I will give two examples. The first is a W*-algebra that is $\sigma$-weakly separable but does not have norm-separable predual, so this shows that separability in the $\sigma$-weak topology does not imply separability of the Hilbert space a von Neumann algebra is represented on. The second example is a W*-algebra that is not $\sigma$-weakly separable, as requested in the title.

  1. Consider $\ell^\infty(\mathbb{R})$ (bounded functions on $\mathbb{R}$ with no requirement of measurability or continuity whatsoever). It has $\ell^1(\mathbb{R})$ as a predual, which is not norm separable because the family of functions $(\chi_{\alpha})_{\alpha \in \mathbb{R}}$ is uncountable and all elements of it are at a distance of 2 from each other.
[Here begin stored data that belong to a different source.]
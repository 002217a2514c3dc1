//! # Mock Fetcher
//!
//! Utilities for testing bindings and views without a backend.
//!
//! [`MockFetcher`] implements [`Fetcher`] from a queue of expectations. Each
//! expectation names the key it expects, the result to hand back and, optionally, how
//! long to hold the response (to keep a fetch "in flight" while a test pokes at it).
//!
//! ```ignore
//! let mock = MockFetcher::<Job>::new();
//! mock.expect_fetch("42").return_ok(job);
//! mock.expect_fetch("43").delayed(Duration::from_millis(50)).return_err(ApiError::Transport("timeout".into()));
//!
//! let binding = Binding::new(store, mock.clone());
//! // ... mount, settle, assert ...
//! mock.verify(); // Ensures all expectations were met
//! ```

use crate::binding::Fetcher;
use crate::framework::SyncEntity;
use crate::http::ApiError;
use async_trait::async_trait;
use std::collections::VecDeque;
use std::sync::atomic::{AtomicUsize, Ordering};
use std::sync::{Arc, Mutex};
use std::time::Duration;

struct Expectation<T: SyncEntity> {
    key: T::Key,
    delay: Option<Duration>,
    response: Result<T, ApiError>,
}

/// A fetcher driven by queued expectations.
///
/// Clones share the same queue and call counter, so a test keeps one clone for
/// assertions and hands another to the code under test.
pub struct MockFetcher<T: SyncEntity> {
    expectations: Arc<Mutex<VecDeque<Expectation<T>>>>,
    calls: Arc<AtomicUsize>,
}

impl<T: SyncEntity> Clone for MockFetcher<T> {
    fn clone(&self) -> Self {
        Self {
            expectations: self.expectations.clone(),
            calls: self.calls.clone(),
        }
    }
}

impl<T: SyncEntity> Default for MockFetcher<T> {
    fn default() -> Self {
        Self::new()
    }
}

impl<T: SyncEntity> MockFetcher<T> {
    /// Creates a mock with no expectations.
    pub fn new() -> Self {
        Self {
            expectations: Arc::new(Mutex::new(VecDeque::new())),
            calls: Arc::new(AtomicUsize::new(0)),
        }
    }

    /// Expects a fetch for `key`.
    pub fn expect_fetch(&self, key: impl Into<T::Key>) -> FetchExpectationBuilder<T> {
        FetchExpectationBuilder {
            key: key.into(),
            delay: None,
            expectations: self.expectations.clone(),
        }
    }

    /// Number of fetches performed so far.
    pub fn calls(&self) -> usize {
        self.calls.load(Ordering::SeqCst)
    }

    /// Verifies that all expectations were met.
    pub fn verify(&self) {
        let exps = self.expectations.lock().unwrap();
        if !exps.is_empty() {
            panic!("Not all expectations were met. {} remaining", exps.len());
        }
    }
}

#[async_trait]
impl<T: SyncEntity> Fetcher<T> for MockFetcher<T> {
    async fn fetch(&self, key: &T::Key) -> Result<T, ApiError> {
        self.calls.fetch_add(1, Ordering::SeqCst);
        let expectation = self.expectations.lock().unwrap().pop_front();

        match expectation {
            Some(exp) if &exp.key == key => {
                if let Some(delay) = exp.delay {
                    tokio::time::sleep(delay).await;
                }
                exp.response
            }
            Some(exp) => panic!("Expected fetch for {}, got {}", exp.key, key),
            None => panic!("Unexpected fetch for {}", key),
        }
    }
}

/// Builder for `fetch` expectations.
pub struct FetchExpectationBuilder<T: SyncEntity> {
    key: T::Key,
    delay: Option<Duration>,
    expectations: Arc<Mutex<VecDeque<Expectation<T>>>>,
}

impl<T: SyncEntity> FetchExpectationBuilder<T> {
    /// Holds the response for `delay` before returning it.
    pub fn delayed(mut self, delay: Duration) -> Self {
        self.delay = Some(delay);
        self
    }

    /// Sets the expectation to return a successful result.
    pub fn return_ok(self, value: T) {
        self.push(Ok(value));
    }

    /// Sets the expectation to return an error.
    pub fn return_err(self, error: ApiError) {
        self.push(Err(error));
    }

    fn push(self, response: Result<T, ApiError>) {
        let mut exps = self.expectations.lock().unwrap();
        exps.push_back(Expectation {
            key: self.key,
            delay: self.delay,
            response,
        });
    }
}

#[cfg(test)]
mod tests {
    use super::*;
    use crate::model::Job;

    #[tokio::test]
    async fn test_mock_fetcher_with_expectations() {
        let mock = MockFetcher::<Job>::new();
        mock.expect_fetch("42").return_ok(Job::new("42", "Engineer"));
        mock.expect_fetch("43")
            .return_err(ApiError::Transport("timeout".to_string()));

        let job = mock.fetch(&"42".to_string()).await.unwrap();
        assert_eq!(job.title, "Engineer");

        let err = mock.fetch(&"43".to_string()).await.unwrap_err();
        assert_eq!(err.to_string(), "timeout");

        assert_eq!(mock.calls(), 2);
        mock.verify();
    }

    #[tokio::test]
    #[should_panic(expected = "Not all expectations were met")]
    async fn test_verify_panics_on_leftovers() {
        let mock = MockFetcher::<Job>::new();
        mock.expect_fetch("1").return_ok(Job::new("1", "Designer"));
        mock.verify();
    }
}
//! # SyncEntity Trait
//!
//! The contract every backend resource (Job, Company, Application, ...) implements so the
//! generic [`StateStore`](crate::framework::StateStore), [`Binding`](crate::binding::Binding)
//! and [`ResourceClient`](crate::http::ResourceClient) can be written once and reused for
//! every entity.
//!
//! # Architecture Note
//! An entity only declares *where it lives* (`RESOURCE`), *how it is keyed* (`Key`) and,
//! optionally, *what a well-formed response looks like* (`shape_check`). Everything else
//! (state transitions, fetch-on-mount, error capture) is provided by the framework.

use crate::http::ShapeCheck;
use serde::de::DeserializeOwned;
use std::fmt::{Debug, Display};
use std::hash::Hash;

/// Trait that any backend resource must implement to be synchronized into a store.
///
/// Most implementations are generated by the `define_resource!` macro in [`crate::model`].
pub trait SyncEntity: Clone + Debug + DeserializeOwned + Send + Sync + 'static {
    /// The key an entry is stored under (e.g. the job id).
    type Key: Eq + Hash + Clone + Send + Sync + Display + Debug + 'static;

    /// Resource segment of the REST path, e.g. `"jobs"` in `/api/v1/jobs/42`.
    const RESOURCE: &'static str;

    /// Structural check run on the raw JSON before it is decoded.
    ///
    /// `None` skips the check. Whether a failing check aborts the call is decided by
    /// the client's [`ValidationPolicy`](crate::http::ValidationPolicy).
    fn shape_check() -> Option<ShapeCheck> {
        None
    }
}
    The unit ball of $\ell^\infty(\mathbb{R})$ is homeomorphic to $[-1,1]^{\mathbb{R}}$, because the restrictions of $\sigma$-weak topology and the product topology agree on the unit ball. This space is separable by the Hewitt-Marczewski-Pondiczery theorem. (It is also not that hard to find a countable dense subset directly. This can be done with càdlàg functions that jump at a finite set of rational points and are locally constant elsewhere). Therefore $\ell^\infty(\mathbb{R})$ is the countable union of separable subspaces, and therefore separable.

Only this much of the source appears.